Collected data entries
★ ★ ★ ★ ★

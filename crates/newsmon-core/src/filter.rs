//! Shared filter state.
//!
//! The active [`FilterSet`] is the only mutable state shared between the
//! pipeline and the configuration surface. It is held as an `Arc` and
//! replaced whole, so readers always see a complete filter.

use std::sync::{Arc, PoisonError, RwLock};

use tokio::sync::Mutex;

use crate::error::AppError;
use crate::models::{FilterSet, Story};
use crate::traits::SettingsStore;

/// Settings key for saved keyword tokens.
pub const KEYWORDS_KEY: &str = "filters.keywords";
/// Settings key for saved topic tokens.
pub const TOPICS_KEY: &str = "filters.topics";

/// Holds the current filter and persists changes to a [`SettingsStore`].
pub struct FilterEngine<S: SettingsStore> {
    current: RwLock<Arc<FilterSet>>,
    store: S,
    /// Serialises `set_filters` so the in-memory swap and the persisted
    /// write happen in the same order for every writer.
    write_lock: Mutex<()>,
}

impl<S: SettingsStore> FilterEngine<S> {
    /// Create an engine with an in-memory initial filter. Nothing is loaded.
    pub fn new(store: S, initial: FilterSet) -> Self {
        Self {
            current: RwLock::new(Arc::new(initial)),
            store,
            write_lock: Mutex::new(()),
        }
    }

    /// Create an engine from the filters saved in `store`.
    ///
    /// Missing keys load as empty sets.
    pub async fn load(store: S) -> Result<Self, AppError> {
        let filters = read_saved(&store).await?;

        tracing::debug!(
            keywords = filters.keywords.len(),
            topics = filters.topics.len(),
            "Loaded saved filters"
        );

        Ok(Self::new(store, filters))
    }

    /// Snapshot of the active filter.
    pub fn current(&self) -> Arc<FilterSet> {
        self.current
            .read()
            .unwrap_or_else(PoisonError::into_inner)
            .clone()
    }

    pub fn matches(&self, story: &Story) -> bool {
        self.current().matches(story)
    }

    /// Re-read the saved filters and make them active if they changed.
    ///
    /// Picks up edits made by another process. Returns `true` when the
    /// active filter was replaced.
    pub async fn reload(&self) -> Result<bool, AppError> {
        let _guard = self.write_lock.lock().await;
        let saved = read_saved(&self.store).await?;
        if *self.current() == saved {
            return Ok(false);
        }

        tracing::info!(
            keywords = ?saved.keywords,
            topics = ?saved.topics,
            "Saved filters changed"
        );
        *self.current.write().unwrap_or_else(PoisonError::into_inner) = Arc::new(saved);
        Ok(true)
    }

    /// Replace both filter sets and persist them.
    ///
    /// Both keys are written in one `save_all`, so the store holds either
    /// the previous pair or the new one. The in-memory filter is swapped
    /// before saving; a store failure leaves the new filter active for this
    /// process and returns `SettingsError`.
    pub async fn set_filters(&self, filters: FilterSet) -> Result<(), AppError> {
        let _guard = self.write_lock.lock().await;

        let filters = Arc::new(filters);
        *self.current.write().unwrap_or_else(PoisonError::into_inner) = Arc::clone(&filters);

        tracing::info!(
            keywords = ?filters.keywords,
            topics = ?filters.topics,
            "Filters updated"
        );

        let entries: [(&str, Vec<String>); 2] = [
            (KEYWORDS_KEY, filters.keywords.iter().cloned().collect()),
            (TOPICS_KEY, filters.topics.iter().cloned().collect()),
        ];
        self.store.save_all(&entries).await
    }
}

async fn read_saved<S: SettingsStore>(store: &S) -> Result<FilterSet, AppError> {
    let keywords = store.load(KEYWORDS_KEY).await?.unwrap_or_default();
    let topics = store.load(TOPICS_KEY).await?.unwrap_or_default();
    Ok(FilterSet::new(keywords, topics))
}

#[cfg(test)]
mod tests {
    use super::*;
    use crate::testutil::{MockSettingsStore, make_story};
    use crate::traits::NullSettings;

    #[tokio::test]
    async fn load_from_empty_store_means_no_filtering() {
        let engine = FilterEngine::load(MockSettingsStore::empty()).await.unwrap();
        assert!(engine.current().is_empty());
        assert!(engine.matches(&make_story(1, "Anything", 1)));
    }

    #[tokio::test]
    async fn load_restores_saved_tokens() {
        let store = MockSettingsStore::empty()
            .with_value(KEYWORDS_KEY, &["rust", " "])
            .with_value(TOPICS_KEY, &["Science"]);

        let engine = FilterEngine::load(store).await.unwrap();
        let filters = engine.current();

        assert_eq!(filters.keywords.len(), 1);
        assert!(filters.keywords.contains("rust"));
        assert!(filters.topics.contains("Science"));
    }

    #[tokio::test]
    async fn load_propagates_store_errors() {
        let store = MockSettingsStore::with_load_error(AppError::SettingsError("corrupt".into()));
        let err = FilterEngine::load(store).await.err().unwrap();
        assert!(matches!(err, AppError::SettingsError(_)));
    }

    #[tokio::test]
    async fn set_filters_replaces_and_persists() {
        let store = MockSettingsStore::empty();
        let engine = FilterEngine::new(store.clone(), FilterSet::parse("old", "stale"));

        engine
            .set_filters(FilterSet::parse("AI, python", ""))
            .await
            .unwrap();

        let filters = engine.current();
        assert!(filters.keywords.contains("AI"));
        assert!(filters.topics.is_empty(), "previous topics must not be merged");

        assert_eq!(
            store.value(KEYWORDS_KEY),
            Some(vec!["AI".to_string(), "python".to_string()])
        );
        assert_eq!(store.value(TOPICS_KEY), Some(vec![]));
    }

    #[tokio::test]
    async fn set_filters_reports_store_failure_but_keeps_new_filter() {
        let store = MockSettingsStore::with_save_error(AppError::SettingsError("disk full".into()));
        let engine = FilterEngine::new(store, FilterSet::default());

        let err = engine
            .set_filters(FilterSet::parse("rust", ""))
            .await
            .unwrap_err();

        assert!(matches!(err, AppError::SettingsError(_)));
        assert!(engine.current().keywords.contains("rust"));
    }

    #[tokio::test]
    async fn failed_save_leaves_previous_pair_on_disk() {
        let store = MockSettingsStore::empty()
            .with_value(KEYWORDS_KEY, &["old"])
            .with_value(TOPICS_KEY, &["science"])
            .with_failing_key(TOPICS_KEY, AppError::SettingsError("disk full".into()));
        let engine = FilterEngine::new(store.clone(), FilterSet::parse("old", "science"));

        let err = engine
            .set_filters(FilterSet::parse("rust", ""))
            .await
            .unwrap_err();
        assert!(matches!(err, AppError::SettingsError(_)));

        let reloaded = FilterEngine::load(store.clone()).await.unwrap().current();
        assert_eq!(reloaded.as_ref(), &FilterSet::parse("old", "science"));
        assert!(store.saves.lock().unwrap().is_empty());
    }

    #[tokio::test]
    async fn reload_picks_up_external_changes() {
        let store = MockSettingsStore::empty().with_value(KEYWORDS_KEY, &["rust"]);
        let engine = FilterEngine::load(store.clone()).await.unwrap();

        assert!(!engine.reload().await.unwrap());

        let other = FilterEngine::new(store, FilterSet::default());
        other
            .set_filters(FilterSet::parse("", "science"))
            .await
            .unwrap();

        assert!(engine.reload().await.unwrap());
        assert_eq!(engine.current().as_ref(), &FilterSet::parse("", "science"));
    }

    #[tokio::test]
    async fn snapshot_is_unaffected_by_later_updates() {
        let engine = FilterEngine::new(NullSettings, FilterSet::parse("rust", "systems"));
        let before = engine.current();

        engine.set_filters(FilterSet::default()).await.unwrap();

        assert!(before.keywords.contains("rust"));
        assert!(before.topics.contains("systems"));
        assert!(engine.current().is_empty());
    }

    #[tokio::test]
    async fn concurrent_updates_never_mix_sets() {
        let engine = Arc::new(FilterEngine::new(NullSettings, FilterSet::default()));

        let mut handles = Vec::new();
        for i in 0..20 {
            let engine = Arc::clone(&engine);
            handles.push(tokio::spawn(async move {
                let token = format!("t{i}");
                engine
                    .set_filters(FilterSet::new([token.clone()], [token]))
                    .await
                    .unwrap();
                let seen = engine.current();
                assert_eq!(seen.keywords, seen.topics);
            }));
        }
        for handle in handles {
            handle.await.unwrap();
        }

        let last = engine.current();
        assert_eq!(last.keywords, last.topics);
    }
}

★ ★ ★ ★ ★

AIM OF THE EXERCISE – Which lines in the records above contain the word "full"? Copy each one.

PROBLEM SOLUTION –
        let store = MockSettingsStore::with_save_error(AppError::SettingsError("disk full".into()));
            .with_failing_key(TOPICS_KEY, AppError::SettingsError("disk full".into()));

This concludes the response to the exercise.